Thinking for Ourselves

Close to Home
Shea Howell

The failure of the federal government in the face of this global pandemic has created a space for protective, positive actions at the state and local levels. Across the country governors, mayors, and city councils have been stepping forward to respond in thoughtful and innovate ways. The orders to slow the spread of the virus came from governors, with Gavin Newsom of California, Jay Inslee of Washington and Andrew Cuomo of NY offering early, forceful actions with stay at home orders, closing businesses, and providing real, concrete information to people. Michigan joined the effort with aggressive shelter in place strategies as we suffered tremendous losses of life.

Mayors and local governments also moved swiftly to enact a range of policies that acknowledged our collective interdependence. In so doing, they highlighted the narrow cruelty behind business as usual. Rent collections halted, utility shut offs and water restoration policies were quickly put in place. Jail house doors were opened as thousands of people were set free. Evictions and debt collection stopped.  As one activist in Kansas  said, “We’re winning stuff that last week sounded radical.”

The success of these policies provoked the anger of the President, his administration, and right wing forces across the country. We have seen the petty withholding of protective gear to punish states critical of federal incompetence and armed protests in state capitals, demonstrating the violence inherent in those who would protect power and privilege.

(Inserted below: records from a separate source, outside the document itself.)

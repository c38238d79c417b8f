//! Buffer construction options.
//!
//! ## Purpose
//!
//! This module defines the chunking context supplied at buffer construction:
//! the chunk size and the two parallelism flags that feed the one-shot
//! execution-policy decision.
//!
//! ## Design notes
//!
//! * **Plain data**: the context is a `Copy` options record; all validation
//!   happens in the engine's `Validator`.
//! * **Flag precedence**: `parallel` is ignored whenever `auto_parallel` is
//!   set; the policy is then derived from the chunk count.
//!
//! ## Invariants
//!
//! * `chunk_size >= 1` for any context accepted by a constructor.
//!
//! ## Non-goals
//!
//! * This module does not resolve the execution policy (see `engine::policy`).

// ============================================================================
// Constants
// ============================================================================

/// Default chunk size for contexts built via `Default`.
pub const DEFAULT_CHUNK_SIZE: usize = 1024;

// ============================================================================
// Chunk Context
// ============================================================================

/// Construction options for a buffer: chunk size and parallelism flags.
#[derive(Debug, Clone, Copy, PartialEq, Eq)]
pub struct ChunkContext {
    /// Elements per chunk.
    pub chunk_size: usize,

    /// Derive the execution policy from the chunk count.
    pub auto_parallel: bool,

    /// Explicit parallel flag, honored only when `auto_parallel` is off.
    pub parallel: bool,
}

impl ChunkContext {
    /// Create a context with explicit settings.
    #[inline]
    pub const fn new(chunk_size: usize, auto_parallel: bool, parallel: bool) -> Self {
        Self {
            chunk_size,
            auto_parallel,
            parallel,
        }
    }
}

impl Default for ChunkContext {
    /// 1024-element chunks with automatic parallelism.
    fn default() -> Self {
        Self {
            chunk_size: DEFAULT_CHUNK_SIZE,
            auto_parallel: true,
            parallel: true,
        }
    }
}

These clashes are framing the contours of the choices ahead of us. In one way or another, the US Empire, long in decline, is falling apart. The failures to provide for the most basic security of life is evident. However we emerge on the other side of this pandemic, we can no longer evade the question of how to organize ourselves for the well-being of our communities, our families and the places that sustain us.

The actions of our governors are already reflecting a regional sensibility. Governors in the northeast are coordinating plans for reopening, as are those on the west coast.  Here around the Great Lakes, conversations are evolving that are not only coordinating re-openings of sate economies but discussing strengthening regional ties and production.

For more  than 50 years radical thinkers have been challenging us to undo the scale of life required by empire. In 1973, E. F. Schumacher published his influential book Small is Beautiful:  A Study of Economics as if People Mattered.”  At the same time members of the American Indian Movement, inspired by their earlier success occupying Alcatraz, took over the Pine Ridge Reservation. These events accelerated a growing understanding of ecology and indigenous wisdom,  providing the context for the North American Bioregional Congress a decade later. These congresses, which convened over nearly a 30- year time frame, argued for a rethinking of our political ecology, based on the laws of nature and the needs for sustainable life.

Thomas Berry, who described himself as a geologian, and advocated for a deeper understanding of history and evolution to inspire us to the “great work of change” was quoted in the original call to congress, saying:

“So now we experience a moment when a change of vast dimension is demanded… A period of change from the mechanistic to the organic, from an oppressive human tyranny over the planet to the rule of the earth community itself, the community of all the living and non-living components of the planet, that neither the nation states nor western civilization has ever seen before.”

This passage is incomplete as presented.